Memory overcommitment allows the hypervisor to use memory reclamation techniques to take the inactive or unused host physical memory away from the idle virtual machines and give it to other virtual machines that will actively use it. Otherwise, without having a counter like “active,” it would not have been possible to support memory overcommitment if the hypervisor cannot reclaim the host physical memory upon virtual machine memory deallocation.
However, the value of this metric is different from what the guest operating system reports, because it is an estimation counted based on whether pages are touched or not within the sampling interval. If the Guest OS has acquired the memory but is not actively touching those may see much lower value than what you see inside the guest. So only by looking inside the guest, it is possible to understand how much of its memory currently used.
Therefore in 6.7 release, the implementation of Memory|Usage% metric was changed to rely on a new metric Memory|Utilization (KB) which considers usage from Guest OS perspective and not from a hypervisor perspective.

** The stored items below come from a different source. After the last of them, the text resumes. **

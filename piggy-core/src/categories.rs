//! Keyword rule table used to classify transaction descriptions.
//!
//! The table is plain data: a category -> keywords mapping plus an explicit
//! priority order. Callers pass it to the classifier, so tests and user
//! config can swap in their own table.

use serde::{Deserialize, Serialize};
use std::collections::BTreeMap;

/// Category assigned when no keyword matches
pub const OTHER: &str = "Other";

pub const PRODUCTS: &str = "Products";
pub const CAFES_AND_RESTAURANTS: &str = "Cafes & Restaurants";
pub const TRANSPORT: &str = "Transport";
pub const INTERNET_AND_COMMUNICATION: &str = "Internet & Communication";
pub const HOBBIES_AND_ENTERTAINMENT: &str = "Hobbies & Entertainment";
pub const CLOTHES: &str = "Clothes";
pub const HEALTH: &str = "Health";
pub const SPORTS: &str = "Sports";
pub const EDUCATION: &str = "Education";
pub const UTILITIES: &str = "Utilities";
pub const DEPOSITS_AND_INVESTMENTS: &str = "Deposits & Investments";
pub const SALARY_AND_INCOME: &str = "Salary & Income";
pub const LOAN_REPAYMENT: &str = "Loan Repayment";
pub const GIFTS: &str = "Gifts";
pub const TAXES: &str = "Taxes";
pub const SUBSCRIPTIONS: &str = "Subscriptions";
pub const MARKETPLACES: &str = "Marketplaces";
pub const SERVICES: &str = "Services";

/// Category keywords plus the order in which categories are tried
#[derive(Debug, Clone, PartialEq, Serialize, Deserialize)]
#[serde(from = "RulesFile")]
pub struct CategoryRules {
    keywords: BTreeMap<String, Vec<String>>,
    priority: Vec<String>,
}

/// On-disk shape of a rules file (TOML or JSON)
#[derive(Debug, Deserialize)]
struct RulesFile {
    #[serde(default)]
    keywords: BTreeMap<String, Vec<String>>,
    #[serde(default)]
    priority: Vec<String>,
}

impl From<RulesFile> for CategoryRules {
    fn from(file: RulesFile) -> Self {
        CategoryRules::new(file.keywords, file.priority)
    }
}

impl CategoryRules {
    /// Build a rule table. Keywords are lower-cased so matching against a
    /// lower-cased description stays case-insensitive.
    pub fn new<K, P>(keywords: K, priority: P) -> Self
    where
        K: IntoIterator<Item = (String, Vec<String>)>,
        P: IntoIterator<Item = String>,
    {
        let keywords = keywords
            .into_iter()
            .map(|(cat, words)| {
                let words = words.into_iter().map(|w| w.to_lowercase()).collect();
                (cat, words)
            })
            .collect();

        Self {
            keywords,
            priority: priority.into_iter().collect(),
        }
    }

    /// Convenience constructor from string slices, mostly for fixtures
    pub fn from_slices(keywords: &[(&str, &[&str])], priority: &[&str]) -> Self {
        Self::new(
            keywords.iter().map(|(cat, words)| {
                (
                    cat.to_string(),
                    words.iter().map(|w| w.to_string()).collect(),
                )
            }),
            priority.iter().map(|p| p.to_string()),
        )
    }

    /// Category -> keyword substrings
    pub fn keywords(&self) -> &BTreeMap<String, Vec<String>> {
        &self.keywords
    }

    /// Categories in the order the classifier tries them
    pub fn priority(&self) -> &[String] {
        &self.priority
    }

    /// Keywords for one category (empty if the category is unknown)
    pub fn keywords_for(&self, category: &str) -> &[String] {
        self.keywords
            .get(category)
            .map(Vec::as_slice)
            .unwrap_or(&[])
    }

    /// Categories that have keywords but never appear in the priority list.
    /// The classifier can never pick these.
    pub fn unreachable(&self) -> Vec<&str> {
        self.keywords
            .keys()
            .filter(|cat| !self.priority.iter().any(|p| p == *cat))
            .map(String::as_str)
            .collect()
    }

    /// Log a warning for every unreachable category
    pub fn warn_unreachable(&self) {
        for cat in self.unreachable() {
            tracing::warn!(category = cat, "category has keywords but no priority slot; it will never match");
        }
    }

    /// The built-in rule table
    pub fn builtin() -> Self {
        Self::from_slices(BUILTIN_KEYWORDS, BUILTIN_PRIORITY)
    }
}

impl Default for CategoryRules {
    fn default() -> Self {
        Self::builtin()
    }
}

const BUILTIN_KEYWORDS: &[(&str, &[&str])] = &[
    (
        PRODUCTS,
        &[
            "products", "store", "grocery", "pyaterochka", "yarche", "mariya", "magnit",
            "self-service", "food", "stall",
        ],
    ),
    (
        CAFES_AND_RESTAURANTS,
        &[
            "restaurant", "cafe", "lunch", "fast food", "dinner", "breakfast", "pizza",
            "canteen", "delivery", "kitchen",
        ],
    ),
    (TRANSPORT, &["taxi", "bus", "metro", "transport", "airplane"]),
    (
        INTERNET_AND_COMMUNICATION,
        &[
            "mobile", "internet", "mts", "service", "networks", "phone", "beeline", "megafon",
            "tele2", "services",
        ],
    ),
    (
        HOBBIES_AND_ENTERTAINMENT,
        &[
            "cinema", "theater", "concert", "games", "cinema hall", "movie", "quest", "musical",
            "standup", "poster", "kassir", "read", "book", "leonardo", "hobby", "creativity",
        ],
    ),
    (
        CLOTHES,
        &[
            "clothes", "shoes", "clothing store", "wardrobe", "shoe store", "accessories",
            "showroom",
        ],
    ),
    (
        HEALTH,
        &[
            "pharmacy", "medicine", "medical", "doctor", "appointment", "clinic", "pills", "med",
            "physician",
        ],
    ),
    (
        SPORTS,
        &[
            "sports", "gym", "fitness", "sports hall", "athletic", "hall", "pool", "training",
            "coach",
        ],
    ),
    (
        EDUCATION,
        &[
            "course", "studying", "school", "university", "tutor", "lesson", "education",
        ],
    ),
    (
        UTILITIES,
        &[
            "utility", "light", "housing", "water", "electricity", "gas", "trash", "heating",
        ],
    ),
    (
        DEPOSITS_AND_INVESTMENTS,
        &["clients", "deposit", "investments", "dividend", "share", "interest"],
    ),
    (
        SALARY_AND_INCOME,
        &[
            "salary", "income", "accrual", "stipend", "bonus", "crediting", "profit",
        ],
    ),
    (
        LOAN_REPAYMENT,
        &["loan", "mortgage", "repayment", "interest"],
    ),
    (
        GIFTS,
        &[
            "gift", "congratulation", "holiday", "wrapping", "balloons", "gifts",
        ],
    ),
    (TAXES, &["tax", "fiscal", "taxes", "ndfl", "vat", "duty"]),
    (
        SUBSCRIPTIONS,
        &[
            "subscription", "subscriptions", "plus", "ivi", "okko", "start", "music", "vk",
        ],
    ),
    (
        MARKETPLACES,
        &["marketplace", "market", "wildberries", "ozon"],
    ),
    (
        SERVICES,
        &[
            "services", "beauty", "hairdresser", "salon", "repair", "master", "cleaning",
        ],
    ),
];

const BUILTIN_PRIORITY: &[&str] = &[
    SALARY_AND_INCOME,
    PRODUCTS,
    LOAN_REPAYMENT,
    DEPOSITS_AND_INVESTMENTS,
    CAFES_AND_RESTAURANTS,
    TRANSPORT,
    TAXES,
    INTERNET_AND_COMMUNICATION,
    UTILITIES,
    HEALTH,
    CLOTHES,
    HOBBIES_AND_ENTERTAINMENT,
    EDUCATION,
    SPORTS,
    SERVICES,
    MARKETPLACES,
    SUBSCRIPTIONS,
    GIFTS,
];

#[cfg(test)]
mod tests {
    use super::*;

    #[test]
    fn test_builtin_priority_covers_every_category() {
        let rules = CategoryRules::builtin();
        assert_eq!(rules.keywords().len(), 18);
        assert_eq!(rules.priority().len(), 18);
        assert!(rules.unreachable().is_empty());
        assert_eq!(rules.priority()[0], SALARY_AND_INCOME);
    }

    #[test]
    fn test_keywords_are_lowercased() {
        let rules = CategoryRules::from_slices(&[("Shops", &["STORE", "Mall"])], &["Shops"]);
        assert_eq!(rules.keywords_for("Shops"), &["store".to_string(), "mall".to_string()]);
        assert!(rules.keywords_for("Missing").is_empty());
    }

    #[test]
    fn test_unreachable_categories() {
        let rules = CategoryRules::from_slices(
            &[("Salary", &["salary"]), ("Products", &["store"]), ("Gifts", &["gift"])],
            &["Salary", "Products"],
        );
        assert_eq!(rules.unreachable(), vec!["Gifts"]);
    }

    #[test]
    fn test_rules_from_toml() {
        let src = r#"
priority = ["Salary", "Products"]

[keywords]
Salary = ["Salary", "payroll"]
Products = ["store"]
"#;
        let rules: CategoryRules = toml::from_str(src).unwrap();
        assert_eq!(rules.priority(), &["Salary".to_string(), "Products".to_string()]);
        assert_eq!(rules.keywords_for("Salary")[0], "salary");
    }
}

This new Memory|Utilization (KB) metric implemented for the new capacity engine, and it was relying on Guest OS memNeeded metric, however, if Guest OS data was not available, then it was falling back to hypervisor’s memory Consumed metric.
Caused a behavioral change from Memory|Usage% perspective in a case when guest data was not available; it started to show the value of memory consumed metric while in previous versions Memory|Usage% was using the Active memory metric of the hypervisor.
From the vROps side we are going to change the implementation of memory usage metric:
1. Memory|Usage(%) – calculate based on the guest metrics (Guest|Needed Memory(KB)) or fallback to vCenter provided mem.usage.average that based on active memory if guest metrics are not available
a. Using guest metrics if available. Otherwise, we restore the behavior that was before 6.7
However, keeping the existing formula of Memory|Utilization (KB) as it is:
2. Memory|Utilization(KB) – leave this metric as is, i. e. calculated based on the guest metrics or fallback to Memory|Consumed(KB) if guest metrics are not available. Capacity planning, WLP, Cost calculation, What-If all are based on this metric.
Although using Memory|Consumed for those engines is quite conservative, but at least it’s safe unlike using Active Memory or Demand (that is based Active Memory as well) that can potentially lead to wrong recommendations.
a. So in case when Guest metrics are not available, virtual machine capacity-related metrics for memory will be calculated based on the consumed metric. If the guest metrics are not available the behavior will be very conservative. This method will be much safer from Capacity Planning, WLP, and What-If perspective when deciding if a VM can fit in the target cluster or not. Rightsizing will not be as aggressive as before and may not recommend downsizing the VM.
b. Since the Memory|Workload % metric is calculated based on memory utilization, it will show much higher values that Memory|Usage%. So if some management packs have defined alerts on Memory|Workload% metric, these alerts may remain triggered.
I have to thanks to Hovhannes Antonyan and Sunny Dua for providing much of the context for this blog article.